Washington’da bulunan Suriye Demokratik Konseyi temsilcisi Sinam Mohamad, NPR's David Greene'e konuştu ve ABD birliklerinin Suriye'nin kuzeyinden çekilmesinin ardından Kürtlerin durumu hakkında açıklamalar yaptı.
“Bildiğiniz üzere IŞİD’le mücadele kapsamında ABD ve uluslararası koalisyonla bir müttefikliğimiz var” diyen Mohamad, “IŞİD’le savaşta kadınıyla erkeğiyle 11 bin insanımız bedel ödedi. Trump’ın ABD askerlerini bölgeden çekme kararı sonrası burayı Türklere bırakarak bizim insanlarımıza saldırmasına ve cihatçı çetelerle işgaline yol açtı” ifadesini kullanıyor.
Rusya’yla yapılan anlaşmaya değinen Mohamad, Türkiye’ye güvenmediklerini kaydederek, “Suriye sınırında bizim insanların güvenliğini kimin garanti edeceğine de güvenmiyoruz.
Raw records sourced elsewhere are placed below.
//! Layered pipeline settings.
//!
//! Settings are a two-level TOML document addressed as `(section, key)`.
//! Layers are applied from lowest to highest precedence:
//!
//! 1. Built-in defaults
//! 2. Settings files, in the order given (missing files are skipped)
//! 3. Environment variables named `PIPELINE_<section>__<key>`; the double
//!    underscore lets section and key names contain single underscores
//! 4. Explicit overrides (e.g. `--set section.key=value` on the command line)
//!
//! # Example
//!
//! ```
//! use testpipeline::settings::Settings;
//!
//! let settings = Settings::from_toml(r#"
//!     [library]
//!     defaultCaseConfigMergeMethod = "extension"
//! "#)?;
//!
//! assert_eq!(
//!     settings.get_str("library", "defaultCaseConfigMergeMethod"),
//!     Some("extension")
//! );
//! assert_eq!(settings.get_str("reportSenders", "default"), Some("log"));
//! # Ok::<(), anyhow::Error>(())
//! ```

use std::path::{Path, PathBuf};

use anyhow::{Context, Result, bail};
use toml::{Table, Value};
use tracing::debug;

/// Prefix of environment variables overriding settings.
pub const ENV_PREFIX: &str = "PIPELINE_";

/// Separates section from key in environment variable names.
pub const ENV_SEPARATOR: &str = "__";

/// Hierarchical `(section, key)` settings lookup.
#[derive(Debug, Clone, PartialEq)]
pub struct Settings {
    table: Table,
}

impl Default for Settings {
    fn default() -> Self {
        Self { table: Table::new() }
            .with("library", "defaultCaseConfigMergeMethod", "intersection")
            .with("reportSenders", "default", "log")
            .with("commandWorkflow", "shell", "/bin/sh")
            .with("commandWorkflow", "timeout", 900_i64)
            .with("junit", "outputDir", "results")
    }
}

impl Settings {
    /// Builds settings from every layer.
    ///
    /// # Arguments
    ///
    /// * `overrides` - Highest-precedence values
    /// * `environment` - Environment variables; only `PIPELINE_*` entries are used
    /// * `locations` - Settings files, later files taking precedence
    ///
    /// # Errors
    ///
    /// Returns an error if an existing settings file cannot be read or parsed.
    pub fn new(
        overrides: Table,
        environment: impl IntoIterator<Item = (String, String)>,
        locations: &[PathBuf],
    ) -> Result<Self> {
        let mut settings = Self::default();

        for location in locations {
            if !location.exists() {
                debug!("Settings file {} does not exist, skipping", location.display());
                continue;
            }
            settings.merge(load_table(location)?);
        }

        for (name, value) in environment {
            let Some(rest) = name.strip_prefix(ENV_PREFIX) else {
                continue;
            };
            match rest.split_once(ENV_SEPARATOR) {
                Some((section, key)) if !section.is_empty() && !key.is_empty() => {
                    settings.set(section, key, Value::String(value));
                }
                _ => debug!("Ignoring environment variable {}", name),
            }
        }

        settings.merge(overrides);
        Ok(settings)
    }

    /// Loads settings from a single TOML file on top of the defaults.
    ///
    /// # Errors
    ///
    /// Returns an error if the file cannot be read or parsed.
    pub fn load(path: &Path) -> Result<Self> {
        let mut settings = Self::default();
        settings.merge(load_table(path)?);
        Ok(settings)
    }

    /// Parses settings from a TOML string on top of the defaults.
    ///
    /// # Errors
    ///
    /// Returns an error if the string is not valid TOML.
    pub fn from_toml(content: &str) -> Result<Self> {
        let table: Table = toml::from_str(content).context("Failed to parse settings")?;
        let mut settings = Self::default();
        settings.merge(table);
        Ok(settings)
    }

    /// Returns the value stored under `section.key`.
    pub fn get(&self, section: &str, key: &str) -> Option<&Value> {
        self.table.get(section)?.as_table()?.get(key)
    }

    pub fn get_str(&self, section: &str, key: &str) -> Option<&str> {
        self.get(section, key)?.as_str()
    }

    /// Returns an integer, also accepting numeric strings (as set from the environment).
    pub fn get_integer(&self, section: &str, key: &str) -> Option<i64> {
        match self.get(section, key)? {
            Value::Integer(i) => Some(*i),
            Value::String(s) => s.parse().ok(),
            _ => None,
        }
    }

    /// Returns a boolean, also accepting `"true"`/`"false"` strings.
    pub fn get_bool(&self, section: &str, key: &str) -> Option<bool> {
        match self.get(section, key)? {
            Value::Boolean(b) => Some(*b),
            Value::String(s) => s.parse().ok(),
            _ => None,
        }
    }

    pub fn get_table(&self, section: &str) -> Option<&Table> {
        self.table.get(section)?.as_table()
    }

    /// Sets a single value, creating the section if needed.
    pub fn set(&mut self, section: &str, key: &str, value: Value) {
        let entry = self
            .table
            .entry(section.to_string())
            .or_insert_with(|| Value::Table(Table::new()));
        if !entry.is_table() {
            *entry = Value::Table(Table::new());
        }
        if let Value::Table(table) = entry {
            table.insert(key.to_string(), value);
        }
    }

    /// Builder form of [`set`](Self::set).
    pub fn with(mut self, section: &str, key: &str, value: impl Into<Value>) -> Self {
        self.set(section, key, value.into());
        self
    }

    fn merge(&mut self, overlay: Table) {
        merge_tables(&mut self.table, overlay);
    }
}

/// Parses a `section.key=value` assignment into an override table.
///
/// The value is interpreted as a TOML value when possible (`3`, `true`,
/// `"quoted"`), otherwise as a bare string.
///
/// # Errors
///
/// Returns an error when the assignment is not of the form `section.key=value`.
pub fn parse_assignment(assignment: &str) -> Result<Table> {
    let Some((path, raw)) = assignment.split_once('=') else {
        bail!("Expected section.key=value, got {:?}", assignment);
    };
    let Some((section, key)) = path.trim().split_once('.') else {
        bail!("Expected section.key=value, got {:?}", assignment);
    };

    let value = toml::from_str::<Table>(&format!("v = {}", raw.trim()))
        .ok()
        .and_then(|mut t| t.remove("v"))
        .unwrap_or_else(|| Value::String(raw.trim().to_string()));

    let mut inner = Table::new();
    inner.insert(key.to_string(), value);
    let mut table = Table::new();
    table.insert(section.to_string(), Value::Table(inner));
    Ok(table)
}

fn load_table(path: &Path) -> Result<Table> {
    let content = std::fs::read_to_string(path)
        .with_context(|| format!("Failed to read settings file: {}", path.display()))?;
    toml::from_str(&content)
        .with_context(|| format!("Failed to parse settings file: {}", path.display()))
}

fn merge_tables(base: &mut Table, overlay: Table) {
    for (key, value) in overlay {
        if let Value::Table(incoming) = value {
            if let Some(Value::Table(existing)) = base.get_mut(&key) {
                merge_tables(existing, incoming);
                continue;
            }
            base.insert(key, Value::Table(incoming));
        } else {
            base.insert(key, value);
        }
    }
}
Eğer güçlerimiz çekilecekse bizim insanlarımızın güvenliğini sağlama konusunu kim garanti edecek” diyor.
Türkiye’nin operasyonu sonrası 400 bin insanın yerlerinden edildiğine dikkat çeken Sinam Mohamad, “Eğer Rusya, Türkiye’nin işgaline karşı koyacaklarını ve bölgedeki insanların yaşamlarını garanti edebilirse sorun yok ama şu ana kadar bu konu tam anlamıyla netleşmiş değil” diye konuşuyor ve ekliyor:
“Rusya ve Türkiye arasındaki anlaşmada mekanizmanın nasıl işleyeceğini görmek için bekleyeceğiz.”
Türkiye, Soçi'de Rusya ile 10 maddelik Suriye mutabakatını açıklarken, Tel Abyad ile Rasulayn arasında, 120 kilometrelik alanda, 32 kilometre derinliğinde oluşturulacak olan güvenli bölgenin uygulanmasına devam kararı alındı.
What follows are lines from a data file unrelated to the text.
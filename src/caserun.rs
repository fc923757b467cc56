//! Case-run-configurations: the unit of work of a test run.
//!
//! A [`CaseRunConfiguration`] is one test case under one resolved
//! configuration, wanted by one or more test plans. Its identity is a
//! content hash over the test case id and the sorted configuration pairs,
//! so the same unit produced by two plans collapses into one entry when
//! appended to a [`CaseRunConfigurationList`]:
//!
//! ```text
//!   plan A ──► (tc1, {arch: x86_64}) ─┐
//!                                     ├──► one unit, running_for = {A, B}
//!   plan B ──► (tc1, {arch: x86_64}) ─┘
//! ```
//!
//! Cloning a unit yields a *copy*: `running_for` and the workflow handle are
//! shared, the result is independent. [`CaseRunConfiguration::read_only_copy`]
//! turns a unit into a [`CaseRunSnapshot`], which has no mutators at all.

use std::collections::BTreeMap;
use std::fmt;
use std::sync::{Arc, Mutex, MutexGuard};

use serde::{Serialize, Serializer};
use sha2::{Digest, Sha256};
use tracing::{debug, error};
use uuid::Uuid;

use crate::configuration::{Configuration, Scalar};
use crate::error::{PipelineError, PipelineResult};
use crate::library::TestCase;
use crate::result::{self, CaseResult, State, Verdict};
use crate::workflow::WorkflowHandle;

/// Stable identity of a case-run-configuration.
#[derive(Debug, Clone, PartialEq, Eq, PartialOrd, Ord, Hash, Serialize)]
#[serde(transparent)]
pub struct CrcId(String);

impl CrcId {
    /// Computes the identity of `testcase_id` under `configuration`.
    pub fn compute(testcase_id: &str, configuration: &Configuration) -> Self {
        let mut hasher = Sha256::new();
        hasher.update(testcase_id.as_bytes());
        hasher.update(b":");
        hasher.update(configuration.canonical().as_bytes());
        Self(format!("{:x}", hasher.finalize()))
    }

    pub fn as_str(&self) -> &str {
        &self.0
    }
}

impl fmt::Display for CrcId {
    fn fmt(&self, f: &mut fmt::Formatter<'_>) -> fmt::Result {
        f.write_str(&self.0)
    }
}

/// Test plan id -> "still wanted" flag, shared between copies of a unit.
type RunningFor = Arc<Mutex<BTreeMap<String, bool>>>;

/// Locks `mutex`, recovering the guard if a holder panicked.
pub(crate) fn lock<T>(mutex: &Mutex<T>) -> MutexGuard<'_, T> {
    mutex.lock().unwrap_or_else(|poisoned| poisoned.into_inner())
}

/// One test case under one resolved configuration.
#[derive(Clone)]
pub struct CaseRunConfiguration {
    id: CrcId,
    testcase: Arc<TestCase>,
    configuration: Configuration,
    running_for: RunningFor,
    workflow: Option<WorkflowHandle>,
    result: CaseResult,
    testrun: Option<Uuid>,
}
Erdoğan, “23 Ekim, 12.00’den başlayarak 150 saatte YPG sınırdan çekilecek. 10 km derinlikte Kamışlo hariç Rus-Türkiye devriyesi başlayacak” dedi.
Rusya Devlet Başkanı Putin ise, “Suriye'de kalıcı barış ancak toprak bütünlüğüne saygı duymakla sağlanabilir. Suriye hükümetiyle Kürtler arasında geniş bir diyalog başlatılmalı. Kürtlerin hakkı ancak böyle sağlanabilir” diye konuştu.